When in your 20s, hopefully you have 60 years plus ahead of you, plenty of time to experiment and recover from mistakes. Yes, your date may not pass the parents’ suitability tests, but maybe they’ll earn millions as an influencer. The point is: now is the time to take some risk and invest all or most of your pension in equities. It will undoubtedly be volatile, but the end reward should keep you going ‘till you’re 80.

2. The attraction of experience

You may like to date a more mature person. Someone with experience and some financial stability can be attractive. An experienced fund manager may ensure your savings survive the periods of stock market volatility and should understand an economic cycle. You need to make sure, however, that he/she has a diverse team around them to ensure they understand Tik Tok is not just a noise from a cuckoo clock.

3. Beware the narcissist

An exciting confident individual will probably make the date fly by. Narcissism, however, is never attractive. In the investment world, exciting CEOs and fund managers can appear enticing but beware good initial performance can be followed by a crash.
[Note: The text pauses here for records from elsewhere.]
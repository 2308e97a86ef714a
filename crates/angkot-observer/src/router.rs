//! Axum router construction for the radar API.
//!
//! Assembles all routes (REST + `WebSocket`) into a single [`Router`]
//! with CORS enabled so the browser map page can call it from any origin.

use std::sync::Arc;

use axum::Router;
use axum::routing::{get, post, put};
use tower_http::cors::{Any, CorsLayer};
use tower_http::trace::TraceLayer;

use crate::handlers;
use crate::ingest;
use crate::state::AppState;
use crate::ws;

/// Build the complete Axum router for the radar server.
///
/// The router includes:
/// - `GET /` -- minimal HTML status page
/// - `GET /ws/radar` -- `WebSocket` radar stream
/// - `GET /api/proximity`, `/api/drivers`, `/api/drivers/{id}`,
///   `/api/nearby`, `/api/markers`, `/api/status`, `/api/self`,
///   `/api/stale` -- reads
/// - `POST /api/location`, `/api/location/error`, `PUT /api/feed`,
///   `POST /api/feed/error` -- producer ingest
/// - `DELETE /api/drivers/{id}`, `DELETE /api/drivers`,
///   `POST /api/driver-mode` -- control
pub fn build_router(state: Arc<AppState>) -> Router {
    let cors = CorsLayer::new()
        .allow_origin(Any)
        .allow_methods(Any)
        .allow_headers(Any);

    Router::new()
        // Status page
        .route("/", get(handlers::index))
        // WebSocket
        .route("/ws/radar", get(ws::ws_radar))
        // Read API
        .route("/api/proximity", get(handlers::get_proximity))
        .route(
            "/api/drivers",
            get(handlers::list_drivers).delete(ingest::clear_drivers),
        )
        .route(
            "/api/drivers/{id}",
            get(handlers::get_driver).delete(ingest::delete_driver),
        )
        .route("/api/nearby", get(handlers::get_nearby))
        .route("/api/markers", get(handlers::get_markers))
        .route("/api/status", get(handlers::get_status))
        .route("/api/self", get(handlers::get_self))
        .route("/api/stale", get(handlers::get_stale))
        // Ingest API
        .route("/api/location", post(ingest::post_location))
        .route("/api/location/error", post(ingest::post_location_error))
        .route("/api/feed", put(ingest::put_feed))
        .route("/api/feed/error", post(ingest::post_feed_error))
        .route("/api/driver-mode", post(ingest::post_driver_mode))
        .layer(cors)
        .layer(TraceLayer::new_for_http())
        .with_state(state)
}
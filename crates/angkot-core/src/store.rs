//! The roster of latest peer reports.
//!
//! [`PositionStore`] keeps the contents behind an [`Arc`]. Readers get a
//! cheap clone of that pointer from [`PositionStore::snapshot`]; writers
//! copy on write. A full replacement builds the new map first and swaps
//! the pointer in one assignment, so a snapshot is always entirely from
//! before or entirely from after a [`PositionStore::replace_all`].

use std::collections::BTreeMap;
use std::sync::Arc;

use angkot_types::{PeerId, PeerReport};
use tracing::{debug, warn};

use crate::error::TrackerError;

/// Immutable point-in-time view of the store.
pub type StoreSnapshot = Arc<BTreeMap<PeerId, PeerReport>>;

/// Outcome of a [`PositionStore::replace_all`].
#[derive(Debug, Clone, Copy, Default, PartialEq, Eq)]
pub struct ReplaceStats {
    /// Reports now held by the store.
    pub accepted: u32,
    /// Reports dropped as malformed.
    pub rejected: u32,
    /// Reports dropped because they carried the owner's id.
    pub skipped_self: u32,
}

/// Latest report per peer, keyed by peer id.
#[derive(Debug, Clone, Default)]
pub struct PositionStore {
    /// Peer id of the local user; reports under this id are never stored.
    owner: Option<PeerId>,
    entries: StoreSnapshot,
}

impl PositionStore {
    /// Create an empty store with no owner filter.
    pub fn new() -> Self {
        Self::default()
    }

    /// Create an empty store that ignores reports carrying `owner`'s id.
    pub fn with_owner(owner: PeerId) -> Self {
        Self {
            owner: Some(owner),
            entries: StoreSnapshot::default(),
        }
    }

    /// Insert or replace the report for `report.peer_id`.
    ///
    /// A report under the owner's id is silently ignored.
    ///
    /// # Errors
    ///
    /// Returns [`TrackerError::InvalidReport`] if the peer id is empty or
    /// the position is not finite.
    pub fn upsert(&mut self, report: PeerReport) -> Result<(), TrackerError> {
        validate(&report)?;
        if self.is_owner(&report.peer_id) {
            debug!(peer_id = %report.peer_id, "ignoring self report");
            return Ok(());
        }
        Arc::make_mut(&mut self.entries).insert(report.peer_id.clone(), report);
        Ok(())
    }

    /// Remove the report for `peer_id`. Returns whether one was present.
    pub fn remove(&mut self, peer_id: &PeerId) -> bool {
        if !self.entries.contains_key(peer_id) {
            return false;
        }
        Arc::make_mut(&mut self.entries).remove(peer_id).is_some()
    }

    /// Swap the entire contents for `reports`.
    ///
    /// Malformed reports are logged and skipped; they never prevent the
    /// rest of the snapshot from being applied. When several reports share
    /// an id the last one wins.
    pub fn replace_all(&mut self, reports: impl IntoIterator<Item = PeerReport>) -> ReplaceStats {
        let mut stats = ReplaceStats::default();
        let mut next = BTreeMap::new();

        for report in reports {
            if let Err(e) = validate(&report) {
                warn!(error = %e, "dropping malformed report from snapshot");
                stats.rejected = stats.rejected.saturating_add(1);
                continue;
            }
            if self.is_owner(&report.peer_id) {
                stats.skipped_self = stats.skipped_self.saturating_add(1);
                continue;
            }
            next.insert(report.peer_id.clone(), report);
        }

        stats.accepted = u32::try_from(next.len()).unwrap_or(u32::MAX);
        self.entries = Arc::new(next);
        stats
    }

    /// Drop every report. Returns the ids that were held.
    ///
    /// Snapshots taken earlier keep their contents.
    pub fn clear(&mut self) -> Vec<PeerId> {
        let ids = self.entries.keys().cloned().collect();
        self.entries = StoreSnapshot::default();
        ids
    }

    /// Point-in-time copy of the contents.
    ///
    /// The returned map is shared and immutable; later writes to the store
    /// do not affect it.
    pub fn snapshot(&self) -> StoreSnapshot {
        Arc::clone(&self.entries)
    }

    /// Report currently held for `peer_id`.
    pub fn get(&self, peer_id: &PeerId) -> Option<&PeerReport> {
        self.entries.get(peer_id)
    }

    /// Number of stored reports, stale ones included.
    pub fn len(&self) -> usize {
        self.entries.len()
    }

    /// Whether the store holds no reports.
    pub fn is_empty(&self) -> bool {
        self.entries.is_empty()
    }

    /// Ids of reports older than `max_age_ms` at `now_ms`.
    ///
    /// The store itself keeps them; callers use this list to ask the
    /// upstream database to delete them.
    pub fn stale_ids(&self, now_ms: i64, max_age_ms: i64) -> Vec<PeerId> {
        self.entries
            .values()
            .filter(|report| report.age_ms(now_ms) > max_age_ms)
            .map(|report| report.peer_id.clone())
            .collect()
    }

    fn is_owner(&self, peer_id: &PeerId) -> bool {
        self.owner.as_ref() == Some(peer_id)
    }
}

fn validate(report: &PeerReport) -> Result<(), TrackerError> {
    if report.peer_id.is_empty() {
        return Err(TrackerError::invalid_report(&report.peer_id, "empty peer id"));
    }
    if !report.position.is_finite() {
        return Err(TrackerError::invalid_report(
            &report.peer_id,
            "position is not finite",
        ));
    }
    Ok(())
}
//! Render callback that publishes tracker output to the radar API.
//!
//! Every update lands in the in-memory [`RadarSnapshot`] served by the
//! REST endpoints and is broadcast as a [`RadarBroadcast`] to connected
//! `WebSocket` clients. Snapshot writes go through [`AppState::publish`],
//! so a reader in the middle of a request delays a write but never loses
//! it.
//!
//! [`RadarSnapshot`]: angkot_observer::state::RadarSnapshot

use std::sync::Arc;

use angkot_core::feed::encode_self_report;
use angkot_core::{RenderCallback, TrackerError, TrackerUpdate};
use angkot_observer::state::{AppState, RadarBroadcast};
use angkot_types::{PeerId, SelfReport};
use tracing::{debug, info, warn};

/// Callback that bridges the tracker loop to the radar API.
pub struct RadarCallback {
    state: Arc<AppState>,
}

impl RadarCallback {
    /// Create a callback backed by the given app state.
    pub const fn new(state: Arc<AppState>) -> Self {
        Self { state }
    }
}

impl RenderCallback for RadarCallback {
    fn on_update(&mut self, update: &TrackerUpdate) {
        self.state.publish(|snap| snap.apply_update(update));

        let receivers = self.state.broadcast(RadarBroadcast::Update(update.clone()));
        debug!(
            active = update.result.active_count,
            nearby = update.result.nearby_count,
            nearest_km = update.result.nearest.as_ref().map(|e| e.distance_km),
            receivers,
            "Radar update sent"
        );
    }

    fn on_self_report(&mut self, report: &SelfReport) {
        // The browser side forwards this record to the realtime feed.
        let record = encode_self_report(report);
        info!(peer_id = %report.peer_id, record = %record, "Self report ready");

        self.state
            .publish(|snap| snap.self_report = Some(report.clone()));
        self.state.broadcast(RadarBroadcast::SelfReport(report.clone()));
    }

    fn on_stale_peers(&mut self, peers: &[PeerId]) {
        info!(count = peers.len(), "Stale drivers ready for upstream removal");

        self.state.publish(|snap| snap.stale_peers = peers.to_vec());
        self.state.broadcast(RadarBroadcast::StalePeers {
            peers: peers.to_vec(),
        });
    }

    fn on_self_retracted(&mut self, peer_id: &PeerId) {
        info!(peer_id = %peer_id, "Driver mode off, self record ready for upstream removal");

        self.state.publish(|snap| snap.self_report = None);
        self.state.broadcast(RadarBroadcast::SelfRetracted {
            peer_id: peer_id.clone(),
        });
    }

    fn on_cleared(&mut self, peers: &[PeerId]) {
        info!(count = peers.len(), "Roster wiped, drivers ready for upstream removal");

        self.state.publish(|snap| snap.stale_peers.clear());
        self.state.broadcast(RadarBroadcast::Cleared {
            peers: peers.to_vec(),
        });
    }

    fn on_error(&mut self, error: &TrackerError) {
        warn!(error = %error, "Tracker reported an error");

        let message = error.to_string();
        self.state
            .publish(|snap| snap.last_error = Some(message.clone()));
        self.state.broadcast(RadarBroadcast::Error { message });
    }
}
When investing, humility, longevity and stability are not sexy characteristics, but these individuals are more likely to be there for you when you need support as you get older.

4. Learn to love value

We don’t want dates to be flashy, but two halves of Carling and sharing a packet of Scampi Fries is probably a bit too austere. Looking cheap is not a winner, nor necessarily is a bulging wad of fifties. Authenticity and class are a good bet, or good “value”. A good active manager with a long track record will be more expensive than passive investing but they should prove their value over the long term and probably still be around for your Silver Wedding.

Juliet Schooling Latter is research director at FundCalibre

Juliet’s views and those of the fund managers are their own and do not constitute financial advice.